- [What the task asks]: From the listing below, copy only the lines running from the line that contains "handed to metrics" to the line that contains "and a shape.", both included.
┌──
//! Quality metrics for anomaly scorings
//!
//! Every metric validates its input the same way before scoring:
//! - labels and scores are 1-D and of equal length
//! - continuous metrics need floating-point scores, discrete metrics need
//!   thresholded integer predictions
//! - non-finite scores are sanitized according to a `NonFinitePolicy`
//!
//! # Example
//!
//! ```rust
//! use tsad_bench::metrics::{Metric, NumericArray, RangePrAuc};
//!
//! let y_true = NumericArray::integers(vec![0, 0, 1, 1, 0, 0]);
//! let y_score = NumericArray::floats(vec![0.0, 0.0, 0.9, 0.9, 0.0, 0.0]);
//!
//! let score = RangePrAuc::new().evaluate(&y_true, &y_score).unwrap();
//! assert!((score - 1.0).abs() < 1e-12);
//! ```

mod array;
mod curves;
mod range;
mod range_pr_auc;
mod validation;

pub use array::{NumericArray, NumericData};
pub use curves::{auc, precision_recall_curve, roc_curve, AveragePrecision, Curve, PrAuc, RocAuc};
pub use range::{
    anomaly_ranges, range_precision, range_recall, AnomalyRange, Cardinality, PositionalBias,
    RangeFScore, RangePrecision, RangeRecall,
};
pub use range_pr_auc::RangePrAuc;
pub use validation::{validate_scores, NonFinitePolicy, ValidatedScores};

use std::fmt;
use std::sync::Arc;

use crate::Result;

/// Scores a prediction against ground truth.
///
/// Implementors provide `score` on validated data; callers use `evaluate`.
pub trait Metric: Send + Sync + fmt::Debug {
    /// Column name of this metric in result tables.
    fn name(&self) -> String;

    /// Whether the metric accepts continuous scores (otherwise it needs binary predictions).
    fn supports_continuous_scorings(&self) -> bool;

    /// Score validated, finite, equally long label and score vectors.
    ///
    /// # Errors
    ///
    /// Returns `Error::Metric` if the metric is undefined for the input.
    fn score(&self, y_true: &[f64], y_score: &[f64]) -> Result<f64>;

    /// Validate with the default non-finite policy, then score.
    ///
    /// # Errors
    ///
    /// Returns `Error::Validation` for malformed input, or the error of `score`.
    fn evaluate(&self, y_true: &NumericArray, y_score: &NumericArray) -> Result<f64> {
        self.evaluate_with(y_true, y_score, NonFinitePolicy::default())
    }

    /// Validate with an explicit non-finite policy, then score.
    ///
    /// # Errors
    ///
    /// Returns `Error::Validation` for malformed input, or the error of `score`.
    fn evaluate_with(
        &self,
        y_true: &NumericArray,
        y_score: &NumericArray,
        policy: NonFinitePolicy,
    ) -> Result<f64> {
        let validated =
            validate_scores(y_true, y_score, self.supports_continuous_scorings(), policy)?;
        self.score(validated.y_true(), validated.y_score())
    }
}

/// Preconfigured metrics.
pub struct DefaultMetrics;

impl DefaultMetrics {
    /// Area under the ROC curve.
    #[must_use]
    pub const fn roc_auc() -> RocAuc {
        RocAuc
    }

    /// Area under the precision-recall curve.
    #[must_use]
    pub const fn pr_auc() -> PrAuc {
        PrAuc
    }

    /// Range-based PR-AUC tuned for point-wise recall (50 samples, no existence reward,
    /// no fragment discount).
    #[must_use]
    pub fn range_pr_auc() -> RangePrAuc {
        RangePrAuc::new()
            .with_max_samples(50)
            .with_r_alpha(0.0)
            .with_cardinality(Cardinality::One)
            .with_bias(PositionalBias::Flat)
    }

    /// Range-based PR-AUC with its default configuration.
    #[must_use]
    pub fn fixed_range_pr_auc() -> RangePrAuc {
        RangePrAuc::default()
    }

    /// Average precision.
    #[must_use]
    pub const fn average_precision() -> AveragePrecision {
        AveragePrecision
    }

    /// Range-based precision.
    #[must_use]
    pub const fn range_precision() -> RangePrecision {
        RangePrecision {
            alpha: 0.0,
            cardinality: Cardinality::Reciprocal,
            bias: PositionalBias::Flat,
        }
    }

    /// Range-based recall.
    #[must_use]
    pub const fn range_recall() -> RangeRecall {
        RangeRecall {
            alpha: 0.0,
            cardinality: Cardinality::Reciprocal,
            bias: PositionalBias::Flat,
        }
    }

    /// Range-based F1 score.
    #[must_use]
    pub const fn range_f1() -> RangeFScore {
        RangeFScore::with_beta(1.0)
    }

    /// The metric used when none is configured.
    #[must_use]
    pub fn default_metric() -> Arc<dyn Metric> {
        Arc::new(Self::roc_auc())
    }

    /// The metric list used when none is configured.
    #[must_use]
    pub fn default_list() -> Vec<Arc<dyn Metric>> {
        vec![Self::default_metric()]
    }
}
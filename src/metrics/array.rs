//! Typed numeric arrays handed to metrics
//!
//! Metrics validate their inputs by element type (integral labels versus
//! floating-point scores) and by shape, so both travel with the data.

use crate::{Error, Result};

/// Element storage of a `NumericArray`.
#[derive(Debug, Clone, PartialEq)]
pub enum NumericData {
    /// Integral values (labels, thresholded predictions).
    Integer(Vec<i64>),
    /// Floating-point values (continuous scores).
    Float(Vec<f64>),
}

/// A numeric array with an element type and a shape.
#[derive(Debug, Clone, PartialEq)]
pub struct NumericArray {
    data: NumericData,
    shape: Vec<usize>,
}

impl NumericArray {
    /// One-dimensional integer array.
    #[must_use]
    pub fn integers(values: Vec<i64>) -> Self {
        let shape = vec![values.len()];
        Self {
            data: NumericData::Integer(values),
            shape,
        }
    }

    /// One-dimensional floating-point array.
    #[must_use]
    pub fn floats(values: Vec<f64>) -> Self {
        let shape = vec![values.len()];
        Self {
            data: NumericData::Float(values),
            shape,
        }
    }

    /// Reinterpret the array with another shape.
    ///
    /// # Errors
    ///
    /// Returns `Error::Validation` if the shape does not cover exactly the stored elements.
    pub fn reshape(mut self, shape: Vec<usize>) -> Result<Self> {
        let size: usize = shape.iter().product();
        if size != self.len() {
            return Err(Error::Validation(format!(
                "cannot reshape array of size {} into shape {shape:?}",
                self.len()
            )));
        }
        self.shape = shape;
        Ok(self)
    }

    /// Element storage.
    #[must_use]
    pub const fn data(&self) -> &NumericData {
        &self.data
    }

    /// Array shape.
    #[must_use]
    pub fn shape(&self) -> &[usize] {
        &self.shape
    }

    /// Number of elements.
    #[must_use]
    pub fn len(&self) -> usize {
        match &self.data {
            NumericData::Integer(values) => values.len(),
            NumericData::Float(values) => values.len(),
        }
    }

    /// Whether the array has no elements.
    #[must_use]
    pub fn is_empty(&self) -> bool {
        self.len() == 0
    }

    /// Whether elements are integral.
    #[must_use]
    pub const fn is_integer(&self) -> bool {
        matches!(self.data, NumericData::Integer(_))
    }

    /// Whether elements are floating-point.
    #[must_use]
    pub const fn is_float(&self) -> bool {
        matches!(self.data, NumericData::Float(_))
    }

    /// Whether the array is a vector or a single column (`(n,)` or `(n, 1)`).
    #[must_use]
    pub fn is_column_or_1d(&self) -> bool {
        match self.shape.as_slice() {
            [_] => true,
            [_, 1] => true,
            _ => false,
        }
    }

    /// Copy of the elements as `f64`.
    #[must_use]
    #[allow(clippy::cast_precision_loss)]
    pub fn to_f64(&self) -> Vec<f64> {
        match &self.data {
            NumericData::Integer(values) => values.iter().map(|&v| v as f64).collect(),
            NumericData::Float(values) => values.clone(),
        }
    }
}

impl From<Vec<f64>> for NumericArray {
    fn from(values: Vec<f64>) -> Self {
        Self::floats(values)
    }
}

impl From<Vec<i64>> for NumericArray {
    fn from(values: Vec<i64>) -> Self {
        Self::integers(values)
    }
}
//! Experiments: enumeration, evaluation and result layout
//!
//! ## Overview
//!
//! ```text
//! Experiments (algorithms × params × datasets × repetitions)
//!      │ iter()
//!      ▼
//! Experiment ── evaluate() ──> ResultRecord
//!      │
//!      └── <base>/<algorithm>/<params_id>/<collection>/<dataset>/<repetition>/
//! ```
//!
//! ## Usage
//!
//! ```rust,no_run
//! use std::sync::Arc;
//! use tsad_bench::adapters::Adapter;
//! use tsad_bench::algorithm::Algorithm;
//! use tsad_bench::data_types::{InputDimensionality, TrainingType};
//! use tsad_bench::dataset::{Dataset, DatasetId, DatasetRegistry};
//! use tsad_bench::experiment::Experiments;
//!
//! let dataset = Dataset::new(
//!     DatasetId::new("nab", "art"),
//!     TrainingType::Unsupervised,
//!     InputDimensionality::Univariate,
//! );
//! let mut registry = DatasetRegistry::new("data");
//! registry.register(dataset.clone(), "nab/art.test.csv", None);
//!
//! let algorithm = Algorithm::builder("zeros", Adapter::function(|input, _| {
//!     Ok(vec![0.0; input.as_array().map_or(0, |m| m.rows())])
//! }))
//! .build()?;
//!
//! let experiments =
//!     Experiments::builder(Arc::new(registry), vec![dataset], vec![algorithm], "results")
//!         .build()?;
//! for experiment in &experiments {
//!     let record = experiment?.evaluate()?;
//!     println!("{:?}", record.get("ROC_AUC"));
//! }
//! # Ok::<(), tsad_bench::Error>(())
//! ```

mod evaluate;
mod experiments;
mod layout;
mod result;
mod stage;

pub use evaluate::{min_max_scale, Experiment};
pub use experiments::{ExperimentIter, Experiments, ExperimentsBuilder};
pub use layout::{
    append_lines, generate_experiment_path, path_segment, write_scores, write_single_row_csv,
    ANOMALY_SCORES_TS, EXECUTION_LOG, HYPER_PARAMETERS, METRICS_CSV, RESULTS_CSV, RUN_DIR_FORMAT,
};
pub use result::ResultRecord;
pub use stage::ExperimentStage;
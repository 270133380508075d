//! Algorithm adapters
//!
//! An adapter is how the benchmark reaches an anomaly detector. Three
//! execution strategies exist, modelled as variants of `Adapter`:
//! - `Function`: in-process closures over a path or a decoded matrix
//! - `Process`: an external executable following the algorithm interface
//! - `Docker`: a container image following the same interface
//!
//! Every strategy offers `execute`; `train` is an optional capability.

mod docker;
mod process;

pub use docker::DockerAdapter;
pub use process::{read_scores, AlgorithmInterface, ProcessAdapter, MODEL_FILE_NAME};

use std::fmt;
use std::path::{Path, PathBuf};
use std::sync::Arc;

use crate::data_types::ExecutionPhase;
use crate::experiment::ANOMALY_SCORES_TS;
use crate::dataset::{DataMatrix, Dataset};
use crate::params::Params;
use crate::resource_constraints::ResourceConstraints;
use crate::{Error, Result};

/// Data handed to an adapter: a dataset file or its decoded value channels.
#[derive(Debug, Clone, PartialEq)]
pub enum AdapterInput {
    /// Path to the dataset CSV file.
    Path(PathBuf),
    /// Decoded value channels (timestamp and label columns removed for execution).
    Array(DataMatrix),
}

impl AdapterInput {
    /// The dataset path, if this input is a path.
    #[must_use]
    pub fn as_path(&self) -> Option<&Path> {
        match self {
            Self::Path(path) => Some(path),
            Self::Array(_) => None,
        }
    }

    /// The decoded matrix, if this input is an array.
    #[must_use]
    pub const fn as_array(&self) -> Option<&DataMatrix> {
        match self {
            Self::Path(_) => None,
            Self::Array(matrix) => Some(matrix),
        }
    }
}

/// Context passed to every adapter and transform call.
#[derive(Debug, Clone)]
pub struct CallArgs {
    /// Directory receiving the artifacts of this experiment.
    pub results_path: PathBuf,
    /// Resource budget of this experiment.
    pub resource_constraints: ResourceConstraints,
    /// Resolved hyper-parameters.
    pub hyper_params: Params,
    /// Descriptor of the evaluated dataset.
    pub dataset: Dataset,
}

/// Training closure of a function adapter.
pub type TrainFn = Arc<dyn Fn(&AdapterInput, &CallArgs) -> anyhow::Result<()> + Send + Sync>;

/// Scoring closure of a function adapter.
pub type ExecuteFn =
    Arc<dyn Fn(&AdapterInput, &CallArgs) -> anyhow::Result<Vec<f64>> + Send + Sync>;

/// In-process adapter built from closures.
#[derive(Clone)]
pub struct FunctionAdapter {
    execute: ExecuteFn,
    train: Option<TrainFn>,
}

impl FunctionAdapter {
    /// Adapter scoring with `execute`; no training capability.
    pub fn new<F>(execute: F) -> Self
    where
        F: Fn(&AdapterInput, &CallArgs) -> anyhow::Result<Vec<f64>> + Send + Sync + 'static,
    {
        Self {
            execute: Arc::new(execute),
            train: None,
        }
    }

    /// Add a training step.
    #[must_use]
    pub fn with_train<F>(mut self, train: F) -> Self
    where
        F: Fn(&AdapterInput, &CallArgs) -> anyhow::Result<()> + Send + Sync + 'static,
    {
        self.train = Some(Arc::new(train));
        self
    }
}

impl fmt::Debug for FunctionAdapter {
    fn fmt(&self, f: &mut fmt::Formatter<'_>) -> fmt::Result {
        f.debug_struct("FunctionAdapter")
            .field("supports_training", &self.train.is_some())
            .finish_non_exhaustive()
    }
}

/// Execution strategy of an algorithm.
#[derive(Debug, Clone)]
pub enum Adapter {
    /// In-process closures.
    Function(FunctionAdapter),
    /// External executable.
    Process(ProcessAdapter),
    /// Container image.
    Docker(DockerAdapter),
}

impl Adapter {
    /// Function adapter from a scoring closure.
    pub fn function<F>(execute: F) -> Self
    where
        F: Fn(&AdapterInput, &CallArgs) -> anyhow::Result<Vec<f64>> + Send + Sync + 'static,
    {
        Self::Function(FunctionAdapter::new(execute))
    }

    /// Whether `train` can be called.
    #[must_use]
    pub const fn supports_training(&self) -> bool {
        match self {
            Self::Function(adapter) => adapter.train.is_some(),
            Self::Process(adapter) => adapter.supports_training(),
            Self::Docker(adapter) => adapter.supports_training(),
        }
    }

    /// Run the training step.
    ///
    /// # Errors
    ///
    /// Returns `Error::Configuration` if the adapter cannot train, `Error::Timeout`
    /// if the training timeout elapsed, or `Error::Adapter` if training failed.
    pub fn train(&self, input: &AdapterInput, args: &CallArgs) -> Result<()> {
        match self {
            Self::Function(FunctionAdapter {
                train: Some(train), ..
            }) => train(input, args).map_err(Error::Adapter),
            Self::Process(adapter) if adapter.supports_training() => {
                adapter.run(ExecutionPhase::Train, input, args)
            }
            Self::Docker(adapter) if adapter.supports_training() => {
                adapter.run(ExecutionPhase::Train, input, args)
            }
            _ => Err(Error::Configuration(
                "the algorithm adapter does not support training".to_string(),
            )),
        }
    }

    /// Run the scoring step and return one anomaly score per time step.
    ///
    /// # Errors
    ///
    /// Returns `Error::Timeout` if the execution timeout elapsed, or
    /// `Error::Adapter` if execution failed or produced no readable scores.
    pub fn execute(&self, input: &AdapterInput, args: &CallArgs) -> Result<Vec<f64>> {
        match self {
            Self::Function(adapter) => (adapter.execute)(input, args).map_err(Error::Adapter),
            Self::Process(adapter) => {
                adapter.run(ExecutionPhase::Execute, input, args)?;
                read_scores(&args.results_path.join(ANOMALY_SCORES_TS))
            }
            Self::Docker(adapter) => {
                adapter.run(ExecutionPhase::Execute, input, args)?;
                read_scores(&args.results_path.join(ANOMALY_SCORES_TS))
            }
        }
    }
}

impl From<FunctionAdapter> for Adapter {
    fn from(adapter: FunctionAdapter) -> Self {
        Self::Function(adapter)
    }
}

impl From<ProcessAdapter> for Adapter {
    fn from(adapter: ProcessAdapter) -> Self {
        Self::Process(adapter)
    }
}

impl From<DockerAdapter> for Adapter {
    fn from(adapter: DockerAdapter) -> Self {
        Self::Docker(adapter)
    }
}
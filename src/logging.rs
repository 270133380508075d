//! Tracing subscriber setup
//!
//! The library only emits `tracing` events; binaries and tests decide where
//! they go. `RUST_LOG` takes precedence over the fallback directive.

use tracing_subscriber::EnvFilter;

/// Install a stderr `fmt` subscriber filtered by `RUST_LOG` or `default_directive`.
///
/// Returns `false` if a global subscriber was already installed.
pub fn init_tracing(default_directive: &str) -> bool {
    let filter =
        EnvFilter::try_from_default_env().unwrap_or_else(|_| EnvFilter::new(default_directive));
    tracing_subscriber::fmt()
        .with_env_filter(filter)
        .with_target(false)
        .with_writer(std::io::stderr)
        .try_init()
        .is_ok()
}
└──
- [Answer for this exercise]:
//! Typed numeric arrays handed to metrics
//!
//! Metrics validate their inputs by element type (integral labels versus
//! floating-point scores) and by shape, so both travel with the data.

use crate::{Error, Result};

/// Element storage of a `NumericArray`.
#[derive(Debug, Clone, PartialEq)]
pub enum NumericData {
    /// Integral values (labels, thresholded predictions).
    Integer(Vec<i64>),
    /// Floating-point values (continuous scores).
    Float(Vec<f64>),
}

/// A numeric array with an element type and a shape.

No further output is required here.